ASSIGNMENT: Count lines with "Debug" below; give only the number.

Stored items

□ □ □ □ □ □ □

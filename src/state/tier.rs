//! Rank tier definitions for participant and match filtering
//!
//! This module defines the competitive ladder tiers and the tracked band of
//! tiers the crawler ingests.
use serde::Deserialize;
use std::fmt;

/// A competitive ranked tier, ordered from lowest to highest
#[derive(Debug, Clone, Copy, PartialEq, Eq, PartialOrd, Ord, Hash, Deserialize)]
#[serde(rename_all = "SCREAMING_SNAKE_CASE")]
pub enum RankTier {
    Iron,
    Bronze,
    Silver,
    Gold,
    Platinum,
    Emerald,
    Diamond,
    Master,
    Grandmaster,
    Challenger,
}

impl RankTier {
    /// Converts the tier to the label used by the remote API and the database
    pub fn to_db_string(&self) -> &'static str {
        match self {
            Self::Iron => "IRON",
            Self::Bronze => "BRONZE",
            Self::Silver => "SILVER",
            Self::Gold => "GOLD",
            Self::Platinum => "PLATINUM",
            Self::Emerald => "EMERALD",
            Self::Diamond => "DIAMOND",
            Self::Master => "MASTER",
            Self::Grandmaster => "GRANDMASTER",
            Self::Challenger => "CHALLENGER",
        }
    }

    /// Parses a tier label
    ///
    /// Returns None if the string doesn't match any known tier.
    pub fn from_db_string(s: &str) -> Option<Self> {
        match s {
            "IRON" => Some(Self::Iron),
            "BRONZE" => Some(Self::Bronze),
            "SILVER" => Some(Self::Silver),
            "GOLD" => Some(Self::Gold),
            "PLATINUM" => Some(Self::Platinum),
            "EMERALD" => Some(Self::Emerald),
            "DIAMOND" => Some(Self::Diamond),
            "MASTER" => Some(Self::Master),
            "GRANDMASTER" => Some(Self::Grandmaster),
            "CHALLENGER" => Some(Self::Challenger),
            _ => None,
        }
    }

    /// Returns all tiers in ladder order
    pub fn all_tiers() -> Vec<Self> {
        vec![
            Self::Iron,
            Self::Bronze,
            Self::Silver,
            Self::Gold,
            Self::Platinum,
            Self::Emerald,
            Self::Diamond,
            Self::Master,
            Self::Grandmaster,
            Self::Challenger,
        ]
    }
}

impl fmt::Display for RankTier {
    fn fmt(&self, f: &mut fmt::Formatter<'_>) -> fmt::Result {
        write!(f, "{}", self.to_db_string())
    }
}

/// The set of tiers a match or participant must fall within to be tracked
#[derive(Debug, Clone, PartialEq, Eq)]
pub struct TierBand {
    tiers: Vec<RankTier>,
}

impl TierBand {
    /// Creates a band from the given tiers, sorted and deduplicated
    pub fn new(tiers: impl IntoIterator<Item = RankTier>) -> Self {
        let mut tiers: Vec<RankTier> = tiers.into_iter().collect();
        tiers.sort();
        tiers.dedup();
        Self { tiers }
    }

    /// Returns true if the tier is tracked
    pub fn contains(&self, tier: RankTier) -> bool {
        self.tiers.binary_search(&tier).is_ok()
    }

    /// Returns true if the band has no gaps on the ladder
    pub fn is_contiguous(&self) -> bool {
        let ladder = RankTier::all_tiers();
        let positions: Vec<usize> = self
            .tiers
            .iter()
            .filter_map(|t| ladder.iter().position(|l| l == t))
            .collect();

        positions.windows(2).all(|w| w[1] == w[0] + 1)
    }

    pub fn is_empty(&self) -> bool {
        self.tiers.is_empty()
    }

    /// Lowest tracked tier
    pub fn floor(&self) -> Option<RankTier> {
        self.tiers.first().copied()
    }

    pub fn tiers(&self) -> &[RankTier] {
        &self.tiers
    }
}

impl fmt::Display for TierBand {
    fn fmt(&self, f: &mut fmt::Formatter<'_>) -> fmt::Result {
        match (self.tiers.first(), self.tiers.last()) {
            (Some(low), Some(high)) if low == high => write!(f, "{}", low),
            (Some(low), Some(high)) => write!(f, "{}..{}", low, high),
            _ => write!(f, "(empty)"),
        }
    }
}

□ □ □ □ □ □ □

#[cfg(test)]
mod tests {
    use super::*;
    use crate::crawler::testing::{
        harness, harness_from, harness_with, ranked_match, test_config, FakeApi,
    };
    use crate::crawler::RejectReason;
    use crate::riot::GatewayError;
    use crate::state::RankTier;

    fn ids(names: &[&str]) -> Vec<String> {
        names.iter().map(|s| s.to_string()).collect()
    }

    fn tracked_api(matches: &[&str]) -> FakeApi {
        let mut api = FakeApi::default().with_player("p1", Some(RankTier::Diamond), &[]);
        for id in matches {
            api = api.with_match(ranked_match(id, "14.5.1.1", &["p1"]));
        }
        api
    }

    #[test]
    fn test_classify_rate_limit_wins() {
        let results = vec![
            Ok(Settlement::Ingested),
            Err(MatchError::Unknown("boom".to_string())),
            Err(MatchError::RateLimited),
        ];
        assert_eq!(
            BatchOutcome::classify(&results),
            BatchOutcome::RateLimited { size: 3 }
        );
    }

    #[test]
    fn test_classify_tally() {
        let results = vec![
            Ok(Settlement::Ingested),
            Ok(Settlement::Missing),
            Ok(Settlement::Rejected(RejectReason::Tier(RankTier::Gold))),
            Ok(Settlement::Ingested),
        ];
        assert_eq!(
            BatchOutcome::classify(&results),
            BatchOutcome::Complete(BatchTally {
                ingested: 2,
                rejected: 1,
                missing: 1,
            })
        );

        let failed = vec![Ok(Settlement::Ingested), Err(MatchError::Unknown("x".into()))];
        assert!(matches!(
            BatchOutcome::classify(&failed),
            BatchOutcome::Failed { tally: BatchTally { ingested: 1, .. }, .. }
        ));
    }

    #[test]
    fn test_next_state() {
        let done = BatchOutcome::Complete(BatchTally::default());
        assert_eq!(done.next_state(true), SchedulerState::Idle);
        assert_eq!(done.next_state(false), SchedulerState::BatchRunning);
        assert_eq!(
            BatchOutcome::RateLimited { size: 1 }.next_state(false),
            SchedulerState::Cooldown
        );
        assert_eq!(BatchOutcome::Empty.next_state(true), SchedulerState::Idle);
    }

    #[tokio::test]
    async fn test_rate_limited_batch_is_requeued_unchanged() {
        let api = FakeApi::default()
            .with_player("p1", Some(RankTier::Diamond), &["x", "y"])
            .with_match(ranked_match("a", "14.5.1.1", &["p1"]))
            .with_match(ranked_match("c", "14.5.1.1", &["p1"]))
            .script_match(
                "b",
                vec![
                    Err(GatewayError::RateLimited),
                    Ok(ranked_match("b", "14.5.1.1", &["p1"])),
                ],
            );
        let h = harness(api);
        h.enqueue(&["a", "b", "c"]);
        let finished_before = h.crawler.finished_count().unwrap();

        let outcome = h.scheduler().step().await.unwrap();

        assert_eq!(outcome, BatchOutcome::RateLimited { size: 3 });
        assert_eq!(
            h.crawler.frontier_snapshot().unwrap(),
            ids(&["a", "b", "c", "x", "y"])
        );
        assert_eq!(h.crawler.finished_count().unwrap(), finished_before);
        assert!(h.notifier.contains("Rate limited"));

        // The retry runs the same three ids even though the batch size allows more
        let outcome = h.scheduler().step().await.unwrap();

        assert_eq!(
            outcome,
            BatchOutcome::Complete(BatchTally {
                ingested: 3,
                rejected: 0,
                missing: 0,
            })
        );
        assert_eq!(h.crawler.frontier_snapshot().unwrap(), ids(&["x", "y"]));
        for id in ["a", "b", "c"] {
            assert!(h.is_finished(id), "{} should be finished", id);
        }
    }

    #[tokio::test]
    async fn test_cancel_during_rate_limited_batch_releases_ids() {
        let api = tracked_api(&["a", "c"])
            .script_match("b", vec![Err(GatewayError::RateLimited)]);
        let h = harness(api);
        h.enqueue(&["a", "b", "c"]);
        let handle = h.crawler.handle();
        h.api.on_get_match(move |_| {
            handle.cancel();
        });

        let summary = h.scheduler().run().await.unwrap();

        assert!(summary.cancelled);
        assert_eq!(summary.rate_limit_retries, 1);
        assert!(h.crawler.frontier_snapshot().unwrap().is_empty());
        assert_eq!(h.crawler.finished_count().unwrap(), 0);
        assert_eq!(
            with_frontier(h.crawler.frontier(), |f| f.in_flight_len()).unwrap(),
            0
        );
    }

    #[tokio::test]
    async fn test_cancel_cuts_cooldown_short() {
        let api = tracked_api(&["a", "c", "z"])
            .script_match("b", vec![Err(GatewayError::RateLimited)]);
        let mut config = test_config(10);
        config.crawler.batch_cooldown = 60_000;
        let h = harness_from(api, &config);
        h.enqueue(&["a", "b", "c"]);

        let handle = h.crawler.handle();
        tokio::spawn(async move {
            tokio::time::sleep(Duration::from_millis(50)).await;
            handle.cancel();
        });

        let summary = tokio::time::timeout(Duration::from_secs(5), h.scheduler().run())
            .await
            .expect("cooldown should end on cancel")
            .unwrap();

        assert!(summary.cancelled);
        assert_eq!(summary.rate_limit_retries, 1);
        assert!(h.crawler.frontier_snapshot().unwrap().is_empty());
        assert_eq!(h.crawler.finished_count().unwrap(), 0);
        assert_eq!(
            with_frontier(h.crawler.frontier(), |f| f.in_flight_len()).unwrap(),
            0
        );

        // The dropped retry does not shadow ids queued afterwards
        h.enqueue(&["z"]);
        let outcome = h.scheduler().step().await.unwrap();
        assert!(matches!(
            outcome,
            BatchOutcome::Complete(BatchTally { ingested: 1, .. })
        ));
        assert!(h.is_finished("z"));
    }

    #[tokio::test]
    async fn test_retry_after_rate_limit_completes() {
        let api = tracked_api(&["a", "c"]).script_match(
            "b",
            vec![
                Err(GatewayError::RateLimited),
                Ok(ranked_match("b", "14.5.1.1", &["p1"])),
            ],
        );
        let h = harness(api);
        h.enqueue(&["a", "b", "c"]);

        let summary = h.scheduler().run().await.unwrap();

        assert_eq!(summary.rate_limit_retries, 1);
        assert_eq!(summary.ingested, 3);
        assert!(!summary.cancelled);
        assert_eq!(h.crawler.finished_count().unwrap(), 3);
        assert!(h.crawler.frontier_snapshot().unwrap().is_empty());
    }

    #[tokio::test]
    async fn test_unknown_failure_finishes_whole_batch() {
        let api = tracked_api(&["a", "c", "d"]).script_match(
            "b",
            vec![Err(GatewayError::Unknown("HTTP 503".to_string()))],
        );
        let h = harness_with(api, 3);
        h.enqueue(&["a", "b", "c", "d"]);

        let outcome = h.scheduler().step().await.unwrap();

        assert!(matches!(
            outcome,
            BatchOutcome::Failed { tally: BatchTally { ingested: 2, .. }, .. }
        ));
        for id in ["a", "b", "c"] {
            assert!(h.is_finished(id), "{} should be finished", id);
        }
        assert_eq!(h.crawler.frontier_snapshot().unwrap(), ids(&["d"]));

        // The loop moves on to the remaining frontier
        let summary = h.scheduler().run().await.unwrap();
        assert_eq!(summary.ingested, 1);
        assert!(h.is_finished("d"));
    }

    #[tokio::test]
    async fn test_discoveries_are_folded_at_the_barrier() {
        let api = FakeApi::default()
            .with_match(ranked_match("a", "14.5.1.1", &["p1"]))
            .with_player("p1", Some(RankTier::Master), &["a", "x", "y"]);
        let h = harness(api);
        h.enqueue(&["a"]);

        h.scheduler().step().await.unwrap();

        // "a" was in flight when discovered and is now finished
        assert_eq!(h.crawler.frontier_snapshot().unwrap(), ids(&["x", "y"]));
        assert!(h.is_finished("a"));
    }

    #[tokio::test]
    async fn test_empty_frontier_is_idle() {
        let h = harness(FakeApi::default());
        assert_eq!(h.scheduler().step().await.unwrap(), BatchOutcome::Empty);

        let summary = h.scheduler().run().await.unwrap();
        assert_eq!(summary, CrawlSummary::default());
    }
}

□ □ □ □ □ □ □

WRITTEN RESPONSE: 2